COMMENTARY & ANALYSIS: By Roman Kupchinsky, Analyst, Writer
Eurasia Daily Monitor, Volume 5, Issue 153
The Jamestown Foundation, Wash. D.C., Monday, August 11, 2008
In the morning of August 10, the Ukrainian Ministry of Foreign Affairs informed its Russian counterpart that in order to prevent Ukraine from being drawn into an armed conflict, Ukraine might take measures to prevent the Russian Black Sea Fleet (RBSF) vessels from returning to their base in Sevastopol in the Crimea if they were involved in combat operations against Georgia. This ban might last until the conflict in South Ossetia is “regulated,” the website of the Ministry of Foreign Affairs of Ukraine stated.

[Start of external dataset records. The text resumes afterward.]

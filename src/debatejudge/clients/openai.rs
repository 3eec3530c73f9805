//! The `OpenAIClient` struct implements `CompletionService` for OpenAI's Chat
//! Completions API, requesting strict `json_schema` output and capturing the
//! token usage of the last call.
//!
//! # Example
//!
//! ```rust,no_run
//! use debatejudge::clients::openai::{Model, OpenAIClient};
//! use debatejudge::completion::{CompletionService, OutputSchema};
//!
//! #[tokio::main]
//! async fn main() {
//!     let secret_key = std::env::var("OPEN_AI_SECRET").unwrap_or_default();
//!     let client = OpenAIClient::new_with_model_enum(&secret_key, Model::GPT41Mini);
//!
//!     let schema = OutputSchema::new(
//!         "Answer",
//!         serde_json::json!({
//!             "type": "object",
//!             "properties": {"answer": {"type": "string"}},
//!             "required": ["answer"],
//!             "additionalProperties": false
//!         }),
//!     );
//!     match client.generate("You are terse.", "Say hi.", &schema).await {
//!         Ok(raw) => println!("{}", raw),
//!         Err(e) => eprintln!("{}", e),
//!     }
//!     if let Some(usage) = client.get_last_usage() {
//!         println!("tokens used: {}", usage.total_tokens);
//!     }
//! }
//! ```

use std::sync::Mutex;
use std::time::Duration;

use async_trait::async_trait;

use crate::debatejudge::clients::common::send_and_track;
use crate::debatejudge::completion::{CompletionError, CompletionService, OutputSchema, TokenUsage};
use crate::debatejudge::http_client_pool::get_or_create_client;

/// Default OpenAI REST base URL.
pub const OPENAI_BASE_URL: &str = "https://api.openai.com/v1/";

/// Model identifiers that support structured outputs.
pub enum Model {
    /// `gpt-5`
    GPT5,
    /// `gpt-5-mini`
    GPT5Mini,
    /// `gpt-5-nano`
    GPT5Nano,
    /// `gpt-4o`
    GPT4o,
    /// `gpt-4o-mini`
    GPT4oMini,
    /// `gpt-4.1`
    GPT41,
    /// `gpt-4.1-mini`
    GPT41Mini,
    /// `gpt-4.1-nano`
    GPT41Nano,
    /// `o3`
    O3,
    /// `o4-mini`
    O4Mini,
}

/// Convert a [`Model`] variant into the string identifier expected by the REST API.
pub fn model_to_string(model: Model) -> String {
    match model {
        Model::GPT5 => "gpt-5".to_string(),
        Model::GPT5Mini => "gpt-5-mini".to_string(),
        Model::GPT5Nano => "gpt-5-nano".to_string(),
        Model::GPT4o => "gpt-4o".to_string(),
        Model::GPT4oMini => "gpt-4o-mini".to_string(),
        Model::GPT41 => "gpt-4.1".to_string(),
        Model::GPT41Mini => "gpt-4.1-mini".to_string(),
        Model::GPT41Nano => "gpt-4.1-nano".to_string(),
        Model::O3 => "o3".to_string(),
        Model::O4Mini => "o4-mini".to_string(),
    }
}

/// Completion client for OpenAI's Chat Completions API or any compatible server.
pub struct OpenAIClient {
    base_url: String,
    secret_key: String,
    model: String,
    timeout: Duration,
    /// Storage for the token usage returned by the most recent request.
    token_usage: Mutex<Option<TokenUsage>>,
}

impl OpenAIClient {
    /// Default per-request deadline.
    pub const DEFAULT_TIMEOUT: Duration = Duration::from_secs(120);

    pub fn new_with_model_enum(secret_key: &str, model: Model) -> Self {
        Self::new_with_model_string(secret_key, &model_to_string(model))
    }

    pub fn new_with_model_string(secret_key: &str, model_name: &str) -> Self {
        Self::new_with_base_url(secret_key, model_name, OPENAI_BASE_URL)
    }

    /// Construct a client targeting a custom OpenAI compatible base URL.
    pub fn new_with_base_url(secret_key: &str, model_name: &str, base_url: &str) -> Self {
        OpenAIClient {
            base_url: base_url.to_string(),
            secret_key: secret_key.to_string(),
            model: model_name.to_string(),
            timeout: Self::DEFAULT_TIMEOUT,
            token_usage: Mutex::new(None),
        }
    }

    pub fn with_timeout(mut self, timeout: Duration) -> Self {
        self.timeout = timeout;
        self
    }

    pub fn base_url(&self) -> &str {
        &self.base_url
    }
}

#[async_trait]
impl CompletionService for OpenAIClient {
    async fn generate(
        &self,
        system_prompt: &str,
        user_prompt: &str,
        schema: &OutputSchema,
    ) -> Result<String, CompletionError> {
        let client = get_or_create_client(&self.base_url, self.timeout)
            .map_err(|e| CompletionError::Client(e.to_string()))?;
        send_and_track(
            &client,
            &self.base_url,
            &self.secret_key,
            &self.model,
            system_prompt,
            user_prompt,
            schema,
            &self.token_usage,
        )
        .await
    }

    fn model_name(&self) -> &str {
        &self.model
    }

    fn usage_slot(&self) -> Option<&Mutex<Option<TokenUsage>>> {
        Some(&self.token_usage)
    }
}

Two days earlier, on August 8, the, troop landing ship Yamal left Sevastopol for the Russian port of Novorossiysk, according to a report on the
www.proUA.com website which also noted that a large contingent of ships from the RBSF that had taken part in the military exercise Caucasus-2008 in late July did not return to Sevastopol but remained in Novorossiysk (www.proUA.com, August 10).

Western media reported that on the night of August 9, Russian troops had been put ashore from warships into the disputed territory of Abkhazia.

On August 9 the flagship of the RBSF, the cruiser Moskva, with the commanding admiral of the fleet, Alexander Kletskov aboard, sailed from Sevastopol. It was accompanied by the destroyer Smetlivy and the anti-submarine ships Muromets and the Aleksandrovets, along with an assortment of support vessels.

As the situation on the ground in South Ossetia rapidly deteriorated, Georgian National Security Council Secretary Alexander Lomaia told the media that the Russian navy was blocking Georgian ports and preventing ships laden with grain and fuel from entering. Meanwhile, Interfax reported that "The navy was ordered not to allow supplies of weapons and military hardware into Georgia by sea."

On August 10, however, Novosti Press Agency quoted an unnamed, highly placed source in the General Staff of the Russian navy as saying that the role of the RBSF in the conflict was to merely “provide aid to refugees” and strongly denied that Russian ships were blockading the Georgian coast. “A blockade of the coast would mean that we were at war with Georgia…which we are not,” the source was quoted as saying.

The question of what type of humanitarian role the cruiser Moskva, armed with 16 cruise missiles, torpedoes and an assortment of other sophisticated weaponry, could play was not raised.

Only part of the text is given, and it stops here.